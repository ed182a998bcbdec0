// ==========================================
// 排班草案引擎 - 编辑增量的正向应用与反演
// ==========================================
// 红线: 只依据 EditOperation 中的最小增量,不读取整份快照
// 红线: 校验失败时不修改草案 (先校验,后变更)
// ==========================================

use crate::domain::draft::ScheduleDraft;
use crate::domain::edit_action::EditOperation;
use crate::domain::shift::{Assignment, Shift};
use crate::draft::error::{DraftError, DraftResult};

/// 正向应用一次编辑
pub(crate) fn apply_forward(draft: &mut ScheduleDraft, op: &EditOperation) -> DraftResult<()> {
    match op {
        EditOperation::Assign {
            shift_id,
            assignment,
            ..
        } => {
            let shift = shift_mut(draft, shift_id)?;
            shift.assignments.push(assignment.clone());
            touch(shift, true);
        }
        EditOperation::Unassign {
            shift_id,
            assignment,
            position,
            ..
        } => {
            let shift = shift_mut(draft, shift_id)?;
            expect_at(shift, *position, &assignment.assignment_id)?;
            shift.assignments.remove(*position);
            touch(shift, true);
        }
        EditOperation::Move {
            from_shift_id,
            to_shift_id,
            before,
            after,
            from_position,
            ..
        } => {
            shift_mut(draft, to_shift_id)?;
            let from = shift_mut(draft, from_shift_id)?;
            expect_at(from, *from_position, &before.assignment_id)?;
            from.assignments.remove(*from_position);
            touch(from, true);
            let to = shift_mut(draft, to_shift_id)?;
            to.assignments.push(after.clone());
            touch(to, true);
        }
    }
    draft.recompute_overall_confidence();
    Ok(())
}

/// 反演一次编辑 (撤销)
pub(crate) fn apply_inverse(draft: &mut ScheduleDraft, op: &EditOperation) -> DraftResult<()> {
    match op {
        EditOperation::Assign {
            shift_id,
            assignment,
            shift_was_modified,
        } => {
            let shift = shift_mut(draft, shift_id)?;
            expect_last(shift, &assignment.assignment_id)?;
            shift.assignments.pop();
            touch(shift, *shift_was_modified);
        }
        EditOperation::Unassign {
            shift_id,
            assignment,
            position,
            shift_was_modified,
        } => {
            let shift = shift_mut(draft, shift_id)?;
            if *position > shift.assignments.len() {
                return Err(mismatch(format!(
                    "班次 {} 无法在位置 {} 恢复分配",
                    shift_id, position
                )));
            }
            shift.assignments.insert(*position, assignment.clone());
            touch(shift, *shift_was_modified);
        }
        EditOperation::Move {
            from_shift_id,
            to_shift_id,
            before,
            after,
            from_position,
            from_was_modified,
            to_was_modified,
        } => {
            let to = shift_mut(draft, to_shift_id)?;
            expect_last(to, &after.assignment_id)?;
            let from_len = shift_mut(draft, from_shift_id)?.assignments.len();
            if *from_position > from_len {
                return Err(mismatch(format!(
                    "班次 {} 无法在位置 {} 恢复分配",
                    from_shift_id, from_position
                )));
            }
            let to = shift_mut(draft, to_shift_id)?;
            to.assignments.pop();
            touch(to, *to_was_modified);
            let from = shift_mut(draft, from_shift_id)?;
            from.assignments.insert(*from_position, before.clone());
            touch(from, *from_was_modified);
        }
    }
    draft.recompute_overall_confidence();
    Ok(())
}

fn shift_mut<'a>(draft: &'a mut ScheduleDraft, shift_id: &str) -> DraftResult<&'a mut Shift> {
    draft
        .find_shift_mut(shift_id)
        .ok_or_else(|| DraftError::UnknownShift(shift_id.to_string()))
}

fn touch(shift: &mut Shift, modified: bool) {
    shift.is_modified = modified;
    shift.recompute_status();
}

fn expect_at(shift: &Shift, position: usize, assignment_id: &str) -> DraftResult<()> {
    match shift.assignments.get(position) {
        Some(a) if a.assignment_id == assignment_id => Ok(()),
        _ => Err(mismatch(format!(
            "班次 {} 位置 {} 不是分配 {}",
            shift.shift_id, position, assignment_id
        ))),
    }
}

fn expect_last(shift: &Shift, assignment_id: &str) -> DraftResult<()> {
    match shift.assignments.last() {
        Some(Assignment {
            assignment_id: last,
            ..
        }) if last == assignment_id => Ok(()),
        _ => Err(mismatch(format!(
            "班次 {} 末尾不是分配 {}",
            shift.shift_id, assignment_id
        ))),
    }
}

fn mismatch(detail: String) -> DraftError {
    DraftError::ReplayMismatch { index: 0, detail }
}
// ==========================================
// 排班草案引擎 - 发布层
// ==========================================

pub mod error;
pub mod orchestrator;


pub use error::{PublishError, PublishOutcome};
pub use orchestrator::{FailedNotification, PublishOptions, PublishOrchestrator, PublishResult};
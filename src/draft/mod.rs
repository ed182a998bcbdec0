// ==========================================
// 排班草案引擎 - 草案编辑层
// ==========================================
// 职责: 草案状态机 (撤销/重做/重置)、变更摘要、自动同步
// 红线: 编辑只作用于内存草案,持久化仅经由自动同步或发布
// ==========================================

pub mod auto_sync;
pub mod error;
pub mod history;
mod ops;
pub mod state_machine;
pub mod summary;

#[cfg(test)]
mod tests;

pub use auto_sync::{AutoSync, SyncState};
pub use error::{DraftError, DraftResult};
pub use history::EditHistory;
pub use state_machine::{DraftAction, DraftStateMachine, Transition};
pub use summary::{AssignmentChange, ChangeSummary};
§
Your instructions: An exact restatement of the lines from the one with "排班草案引擎 - 草案编辑层" through the last line of the data is the only acceptable answer.

The completed task:
// 排班草案引擎 - 草案编辑层
// ==========================================
// 职责: 草案状态机 (撤销/重做/重置)、变更摘要、自动同步
// 红线: 编辑只作用于内存草案,持久化仅经由自动同步或发布
// ==========================================

pub mod auto_sync;
pub mod error;
pub mod history;
mod ops;
pub mod state_machine;
pub mod summary;

#[cfg(test)]
mod tests;

pub use auto_sync::{AutoSync, SyncState};
pub use error::{DraftError, DraftResult};
pub use history::EditHistory;
pub use state_machine::{DraftAction, DraftStateMachine, Transition};
pub use summary::{AssignmentChange, ChangeSummary};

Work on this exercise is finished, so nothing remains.